Dataset -
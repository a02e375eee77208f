// Tests for fitting atom groups onto reference positions: centering,
// rotation, fitting against another group, and the fit policy.

use colvar_atoms::prelude::*;
use colvar_atoms::AtomGroupError;
use glam::f64::{DMat3, DQuat, DVec3};
use std::f64::consts::FRAC_PI_2;

// ============================================================================
// Helpers
// ============================================================================

fn assert_approx_eq(actual: f64, expected: f64, tol: f64, msg: &str) {
    let diff = (actual - expected).abs();
    assert!(
        diff < tol,
        "{msg}: expected {expected}, got {actual} (diff={diff}, tol={tol})"
    );
}

fn assert_vec_approx_eq(actual: DVec3, expected: DVec3, tol: f64, msg: &str) {
    let diff = (actual - expected).length();
    assert!(
        diff < tol,
        "{msg}: expected {expected}, got {actual} (diff={diff}, tol={tol})"
    );
}

fn assert_mat_approx_eq(actual: DMat3, expected: DMat3, tol: f64, msg: &str) {
    for (a, e) in actual.to_cols_array().iter().zip(expected.to_cols_array().iter()) {
        assert_approx_eq(*a, *e, tol, msg);
    }
}

fn triangle() -> Vec<DVec3> {
    vec![
        DVec3::new(0.0, 0.0, 0.0),
        DVec3::new(1.0, 0.0, 0.0),
        DVec3::new(0.0, 1.0, 0.0),
    ]
}

fn quarter_turn_z() -> DQuat {
    DQuat::from_rotation_z(FRAC_PI_2)
}

/// The reference turned a quarter turn about z and moved to (5, 5, 5).
fn moved_triangle() -> Vec<DVec3> {
    let shift = DVec3::splat(5.0);
    triangle().iter().map(|&r| quarter_turn_z() * r + shift).collect()
}

fn full_fit() -> FitSettings {
    FitSettings {
        center: true,
        rotate: true,
        ..Default::default()
    }
}

// ============================================================================
// Fitting on the group's own atoms
// ============================================================================

#[test]
fn moved_triangle_is_fitted_back_onto_reference() {
    let proxy = InMemoryProxy::with_positions(moved_triangle());
    let mut group = AtomGroup::from_ids(&proxy, &[0, 1, 2])
        .unwrap()
        .with_reference(triangle(), full_fit())
        .unwrap();

    group.read_positions(&proxy);

    for (i, (&p, &r)) in group.positions().unwrap().iter().zip(triangle().iter()).enumerate() {
        assert_vec_approx_eq(p, r, 1e-10, &format!("fitted position {i}"));
    }
    assert_mat_approx_eq(
        group.rotation_matrix() * DMat3::from_quat(quarter_turn_z()),
        DMat3::IDENTITY,
        1e-10,
        "R undoes the quarter turn",
    );
    assert_vec_approx_eq(
        group.fit_centroid(),
        quarter_turn_z() * DVec3::new(1.0 / 3.0, 1.0 / 3.0, 0.0) + DVec3::splat(5.0),
        1e-12,
        "fitting centroid",
    );
    assert_approx_eq(group.fit_rmsd().unwrap(), 0.0, 1e-9, "rmsd");

    // The host never sees the fitted coordinates.
    assert_eq!(proxy.positions, moved_triangle());
    assert_eq!(group.lab_positions(), moved_triangle().as_slice());
}

#[test]
fn reference_configuration_fits_to_identity() {
    let proxy = InMemoryProxy::with_positions(triangle());
    let mut group = AtomGroup::from_ids(&proxy, &[0, 1, 2])
        .unwrap()
        .with_reference(triangle(), full_fit())
        .unwrap();

    group.read_positions(&proxy);

    assert_mat_approx_eq(group.rotation_matrix(), DMat3::IDENTITY, 1e-12, "identity rotation");
    assert_vec_approx_eq(
        group.fit_centroid(),
        group.reference_centroid().unwrap(),
        1e-12,
        "zero translation",
    );
    for (&p, &r) in group.positions().unwrap().iter().zip(triangle().iter()) {
        assert_vec_approx_eq(p, r, 1e-12, "unchanged position");
    }
}

#[test]
fn reference_is_stored_centered() {
    let proxy = InMemoryProxy::with_positions(triangle());
    let group = AtomGroup::from_ids(&proxy, &[0, 1, 2])
        .unwrap()
        .with_reference(triangle(), full_fit())
        .unwrap();

    let centroid = group.reference_centroid().unwrap();
    assert_vec_approx_eq(centroid, DVec3::new(1.0 / 3.0, 1.0 / 3.0, 0.0), 1e-12, "centroid");
    let sum: DVec3 = group.reference_positions().unwrap().iter().copied().sum();
    assert_vec_approx_eq(sum, DVec3::ZERO, 1e-12, "centered reference");
}

#[test]
fn reference_count_must_match() {
    let proxy = InMemoryProxy::with_positions(triangle());
    let result = AtomGroup::from_ids(&proxy, &[0, 1, 2])
        .unwrap()
        .with_reference(triangle()[..2].to_vec(), full_fit());
    assert!(matches!(
        result,
        Err(AtomGroupError::ReferenceCountMismatch { expected: 3, found: 2 })
    ));
}

#[test]
fn center_only_translates() {
    let shift = DVec3::new(-2.0, 3.0, 0.5);
    let positions: Vec<DVec3> = triangle().iter().map(|&r| r + shift).collect();
    let proxy = InMemoryProxy::with_positions(positions);
    let mut group = AtomGroup::from_ids(&proxy, &[0, 1, 2])
        .unwrap()
        .with_reference(
            triangle(),
            FitSettings {
                center: true,
                ..Default::default()
            },
        )
        .unwrap();

    group.read_positions(&proxy);

    assert_mat_approx_eq(group.rotation_matrix(), DMat3::IDENTITY, 1e-15, "no rotation");
    for (&p, &r) in group.positions().unwrap().iter().zip(triangle().iter()) {
        assert_vec_approx_eq(p, r, 1e-12, "translated position");
    }
}

#[test]
fn rotate_only_keeps_the_origin() {
    let proxy = InMemoryProxy::with_positions(triangle());
    let group = AtomGroup::from_ids(&proxy, &[0, 1, 2])
        .unwrap()
        .with_reference(triangle(), full_fit())
        .unwrap();
    let centered_reference = group.reference_positions().unwrap().to_vec();

    // Current points: the centered reference, turned a quarter turn about z.
    let current: Vec<DVec3> = centered_reference.iter().map(|&r| quarter_turn_z() * r).collect();
    let proxy = InMemoryProxy::with_positions(current);
    let mut group = AtomGroup::from_ids(&proxy, &[0, 1, 2])
        .unwrap()
        .with_reference(
            triangle(),
            FitSettings {
                rotate: true,
                ..Default::default()
            },
        )
        .unwrap();

    group.read_positions(&proxy);

    assert_eq!(group.fit_centroid(), DVec3::ZERO);
    for (&p, &r) in group.positions().unwrap().iter().zip(centered_reference.iter()) {
        assert_vec_approx_eq(p, r, 1e-10, "rotated position");
    }
}

#[test]
fn velocities_and_system_forces_follow_the_rotation() {
    let mut proxy = InMemoryProxy::with_positions(moved_triangle());
    proxy.velocities[1] = DVec3::new(0.0, 1.0, 0.0);
    proxy.system_forces[2] = DVec3::new(0.0, 0.0, 2.0);
    let mut group = AtomGroup::from_ids(&proxy, &[0, 1, 2])
        .unwrap()
        .with_reference(triangle(), full_fit())
        .unwrap();

    group.read_positions(&proxy);
    group.read_velocities(&proxy);
    group.read_system_forces(&proxy);

    assert_vec_approx_eq(group[1].vel, DVec3::new(1.0, 0.0, 0.0), 1e-10, "rotated velocity");
    assert_vec_approx_eq(group[2].system_force, DVec3::new(0.0, 0.0, 2.0), 1e-10, "axial force");
}

#[test]
fn fit_rmsd_measures_the_residual() {
    let mut positions = moved_triangle();
    positions[2] += DVec3::new(0.1, -0.05, 0.2);
    let proxy = InMemoryProxy::with_positions(positions);
    let mut group = AtomGroup::from_ids(&proxy, &[0, 1, 2])
        .unwrap()
        .with_reference(triangle(), full_fit())
        .unwrap();

    assert!(group.fit_rmsd().is_none(), "no fit before the first read");
    group.read_positions(&proxy);

    let fitted = group.positions().unwrap();
    let msd = fitted
        .iter()
        .zip(triangle().iter())
        .map(|(&p, &r)| (p - r).length_squared())
        .sum::<f64>()
        / 3.0;
    let rmsd = group.fit_rmsd().unwrap();
    assert!(rmsd > 0.0);
    assert_approx_eq(rmsd, msd.sqrt(), 1e-12, "rmsd of the fitted positions");
}

#[test]
fn fit_weights_follow_explicit_weights() {
    let proxy = InMemoryProxy::with_positions(triangle());
    let group = AtomGroup::from_ids(&proxy, &[0, 1, 2])
        .unwrap()
        .with_reference(triangle(), full_fit())
        .unwrap()
        .with_weights(vec![2.0, 1.0, 1.0])
        .unwrap();
    assert_vec_approx_eq(
        group.reference_centroid().unwrap(),
        DVec3::new(0.25, 0.25, 0.0),
        1e-12,
        "weighted reference centroid",
    );
}

#[test]
fn update_masses_recenters_the_reference() {
    let mut proxy = InMemoryProxy::with_positions(triangle());
    let mut group = AtomGroup::from_ids(&proxy, &[0, 1, 2])
        .unwrap()
        .with_reference(triangle(), full_fit())
        .unwrap();

    proxy.masses = vec![1.0, 2.0, 1.0];
    group.update_masses(&proxy).unwrap();

    let centroid = group.reference_centroid().unwrap();
    assert_vec_approx_eq(centroid, DVec3::new(0.5, 0.25, 0.0), 1e-12, "new centroid");
    for (&r, &expected) in group.reference_positions().unwrap().iter().zip(triangle().iter()) {
        assert_vec_approx_eq(r + centroid, expected, 1e-12, "absolute reference kept");
    }
}

// ============================================================================
// Fitting against another group
// ============================================================================

#[test]
fn external_fitting_group_defines_the_frame() {
    let site = DVec3::new(0.5, 0.5, 2.0);
    let mut positions = moved_triangle();
    positions.push(quarter_turn_z() * site + DVec3::splat(5.0));
    let proxy = InMemoryProxy::new(vec![12.0, 1.0, 1.0, 16.0], positions);

    let mut registry = GroupRegistry::new();
    let fitting = AtomGroup::from_ids(&proxy, &[0, 1, 2]).unwrap();
    let fitting_id = registry.insert("frame", fitting).unwrap();

    let site_group = AtomGroup::from_ids(&proxy, &[3])
        .unwrap()
        .with_fitting_group(fitting_id, registry.get(fitting_id).unwrap(), triangle(), full_fit())
        .unwrap();
    let site_id = registry.insert("site", site_group).unwrap();

    registry.read_positions(&proxy);
    let group = registry.get(site_id).unwrap();

    assert_eq!(group.fitting_group(), Some(fitting_id));
    assert_eq!(group.fitting_atoms().len(), 3);
    assert_vec_approx_eq(group[0].pos, site, 1e-10, "site in the reference frame");

    // The fitting group itself is not fitted.
    let frame = registry.get(fitting_id).unwrap();
    assert_eq!(frame.positions().unwrap(), moved_triangle());
}

#[test]
fn external_reference_count_follows_the_fitting_group() {
    let proxy = InMemoryProxy::with_positions(moved_triangle());
    let fitting = AtomGroup::from_ids(&proxy, &[0, 1, 2]).unwrap();
    let result = AtomGroup::from_ids(&proxy, &[0])
        .unwrap()
        .with_fitting_group(0, &fitting, vec![DVec3::ZERO], full_fit());
    assert!(matches!(
        result,
        Err(AtomGroupError::ReferenceCountMismatch { expected: 3, found: 1 })
    ));
}

#[test]
fn rejected_fitting_masses_leave_the_frame_unchanged() {
    let mut positions = moved_triangle();
    positions.push(DVec3::new(4.0, 6.0, 5.5));
    let mut proxy = InMemoryProxy::new(vec![12.0, 1.0, 1.0, 16.0], positions);
    let fitting = AtomGroup::from_ids(&proxy, &[0, 1, 2]).unwrap();
    let mut group = AtomGroup::from_ids(&proxy, &[3])
        .unwrap()
        .with_fitting_group(0, &fitting, triangle(), full_fit())
        .unwrap();
    let centroid = group.reference_centroid().unwrap();

    proxy.masses = vec![0.0, 0.0, 0.0, 20.0];
    assert!(matches!(
        group.update_masses(&proxy),
        Err(AtomGroupError::NonPositiveTotalMass { .. })
    ));
    assert_eq!(group.total_mass(), 16.0);
    assert_eq!(group.reference_centroid(), Some(centroid));
    assert!(group.fitting_atoms().iter().all(|a| a.mass > 0.0));

    group.read_positions(&proxy);
    assert!(group[0].pos.is_finite());
}

// ============================================================================
// Fit policy
// ============================================================================

#[test]
fn default_fit_needs_reference_positions() {
    let proxy = InMemoryProxy::with_positions(triangle());
    let mut group = AtomGroup::from_ids(&proxy, &[0, 1, 2]).unwrap();
    assert!(matches!(
        group.set_default_fit(true, true),
        Err(AtomGroupError::MissingReferencePositions)
    ));
    group.set_default_fit(false, false).unwrap();
    assert!(!group.fit_settings().is_fitting());
}

#[test]
fn default_fit_applies_unless_user_defined() {
    let proxy = InMemoryProxy::with_positions(moved_triangle());

    let mut automatic = AtomGroup::from_ids(&proxy, &[0, 1, 2])
        .unwrap()
        .with_reference(triangle(), FitSettings::default())
        .unwrap();
    automatic.set_default_fit(true, true).unwrap();
    assert!(automatic.fit_settings().center);
    assert!(automatic.fit_settings().rotate);

    let mut explicit = AtomGroup::from_ids(&proxy, &[0, 1, 2])
        .unwrap()
        .with_reference(
            triangle(),
            FitSettings {
                user_defined: true,
                ..Default::default()
            },
        )
        .unwrap();
    explicit.set_default_fit(true, true).unwrap();
    assert!(!explicit.fit_settings().is_fitting());

    explicit.read_positions(&proxy);
    assert_eq!(explicit.positions().unwrap(), moved_triangle());
}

Work request -
If a line above holds the string "policy", return it as it stands.

Response box -
// rotation, fitting against another group, and the fit policy.
// Fit policy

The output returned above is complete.